The Company’s Response to Staff Comments:
General
1. | | Please update your financial statements pursuant to Rule 3-12 of Regulation S-X. |
In response to the Staff’s comment, the Company has updated the disclosure as appropriate and updated the financial statements in accordance with Rule 3-12 of Regulation S-X.
History, page 4
2. | | In the last paragraph of this section, you state that you “have determined that an on-going preferred provider agreement would be preferable to owning clinics throughout Asia.” Please revise to describe “on-going preferred provider agreements.” |
December 22, 2005
Page 2
In response to the Staff’s comment, the Company has revised the disclosure to clarify the meaning of “on-going preferred provider agreements.”

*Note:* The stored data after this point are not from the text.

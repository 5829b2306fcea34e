// assembly.rs - Assembly object (class 0x04) explicit access
// =========================================================================

use crate::cip::{self, class, service, STATUS_SUCCESS};
use crate::encap::Session;
use crate::error::{EtherNetIpError, Result};
use crate::path::CipPath;
use std::net::IpAddr;
use tokio::time::Duration;
use tracing::debug;

/// Assembly attribute holding the data buffer
pub const ATTR_DATA: u16 = 3;
/// Assembly attribute holding the data size in bytes
pub const ATTR_SIZE: u16 = 4;

/// Largest CIP message an unconnected explicit request may carry
pub const MAX_UNCONNECTED_MESSAGE: usize = 504;

/// Statuses a zero-length Set-Attribute probe returns for read-only assemblies
const NOT_WRITABLE_STATUSES: [u8; 5] = [0x08, 0x0C, 0x0E, 0x0F, 0x10];
/// Statuses meaning the attribute is settable but the (empty) payload is the wrong size
const WRITABLE_SIZE_STATUSES: [u8; 2] = [0x13, 0x15];

/// Data read from one assembly instance.
///
/// The buffer is owned by the result and released with it.
#[derive(Debug, Clone, PartialEq, Eq)]
pub struct AssemblyResult {
    pub ip: IpAddr,
    pub instance: u32,
    pub data: Vec<u8>,
    /// Round trip of the read request (session setup excluded)
    pub rtt: Duration,
}

impl AssemblyResult {
    pub fn len(&self) -> usize {
        self.data.len()
    }

    pub fn is_empty(&self) -> bool {
        self.data.is_empty()
    }

    pub fn into_data(self) -> Vec<u8> {
        self.data
    }
}

pub fn data_path(instance: u32) -> CipPath {
    CipPath::new()
        .class(class::ASSEMBLY)
        .instance(instance)
        .attribute(ATTR_DATA)
}

pub(crate) fn check_instance(instance: u32) -> Result<()> {
    if instance == 0 {
        return Err(EtherNetIpError::InvalidArgument(
            "Assembly instance must be non-zero".to_string(),
        ));
    }
    Ok(())
}

/// Get-Attribute-Single on the data attribute
pub async fn read_data(session: &mut Session, instance: u32, budget: Duration) -> Result<Vec<u8>> {
    check_instance(instance)?;
    let response = cip::send_request(
        session,
        service::GET_ATTRIBUTE_SINGLE,
        &data_path(instance),
        &[],
        budget,
    )
    .await?;
    debug!(
        "Read {} bytes from assembly {} on {}",
        response.data.len(),
        instance,
        session.target()
    );
    Ok(response.data)
}

/// Set-Attribute-Single on the data attribute
pub async fn write_data(
    session: &mut Session,
    instance: u32,
    data: &[u8],
    budget: Duration,
) -> Result<()> {
    check_instance(instance)?;
    if data.is_empty() {
        return Err(EtherNetIpError::InvalidArgument(
            "Assembly write needs at least one byte".to_string(),
        ));
    }
    let path = data_path(instance);
    let message_len = 2 + path.len() + data.len();
    if message_len > MAX_UNCONNECTED_MESSAGE {
        return Err(EtherNetIpError::InvalidArgument(format!(
            "Assembly write of {} bytes exceeds the {} byte explicit message limit",
            data.len(),
            MAX_UNCONNECTED_MESSAGE - 2 - path.len()
        )));
    }
    cip::send_request(session, service::SET_ATTRIBUTE_SINGLE, &path, data, budget).await?;
    debug!(
        "Wrote {} bytes to assembly {} on {}",
        data.len(),
        instance,
        session.target()
    );
    Ok(())
}

/// Zero-effect writability probe: Set-Attribute-Single with an empty payload.
///
/// Read-only statuses answer `false`; success or a size complaint answers
/// `true`; any other status is a real error.
pub async fn probe_writable(session: &mut Session, instance: u32, budget: Duration) -> Result<bool> {
    check_instance(instance)?;
    let request = cip::encode_request(service::SET_ATTRIBUTE_SINGLE, &data_path(instance), &[])?;
    let (response, _) = cip::exchange_cip(session, &request, budget).await?;
    classify_probe_status(response.general_status, response.extended_status.first().copied())
}

pub(crate) fn classify_probe_status(status: u8, extended: Option<u16>) -> Result<bool> {
    if status == STATUS_SUCCESS || WRITABLE_SIZE_STATUSES.contains(&status) {
        Ok(true)
    } else if NOT_WRITABLE_STATUSES.contains(&status) {
        Ok(false)
    } else {
        Err(EtherNetIpError::cip(status, extended))
    }
}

Intellectual Property, page 13
3. | | We note your response to comment 19. Please revise further to note the duration of your patent. Also, please revise to explain what the “Classification” column represents. |
In response to the Staff’s comment, the Company has revised the disclosure to note the duration of the patent and to clarify the meaning of the “Classification” column.
Management’s Discussion and Analysis of Financial Condition and Results of Operations, page 17
Overview, page 17
4. | | In the last paragraph on page 18, you state that you paid $387,474 to purchase 46% of MedCrew, LLC and $714,567 to purchase the remaining 54% of MedCrew, LLC. We also note that you recorded a $714,567 charge to operations in connection with your purchase of the remaining 54%. Please revise to note why you paid significantly more of the remaining 54% of MedCrew, LLC and then charged that amount to operations. |
In response to the Staff’s comment, the Company added additional language to the disclosure to further clarify the transaction. The MedSpace joint venture was formed in 1998. Prior to December 31, 2003, MedAire, Inc. owned 46% of MedSpace, Joan Sullivan-Garrett, the Company’s Chairman and CEO, owned 5%, and MedCrew, LLC owned 49% of MedSpace. MedCrew, LLC had three members, and MedSpace was incurring compensation expenses for these 3 individuals pursuant to the terms of a management agreement. The Company believed that one person could manage the MedSpace operations. In 2003 the Company’s board of directors evaluated the purpose of the MedSpace joint venture and determined, based on the following reasons, that the joint venture no longer made economic sense.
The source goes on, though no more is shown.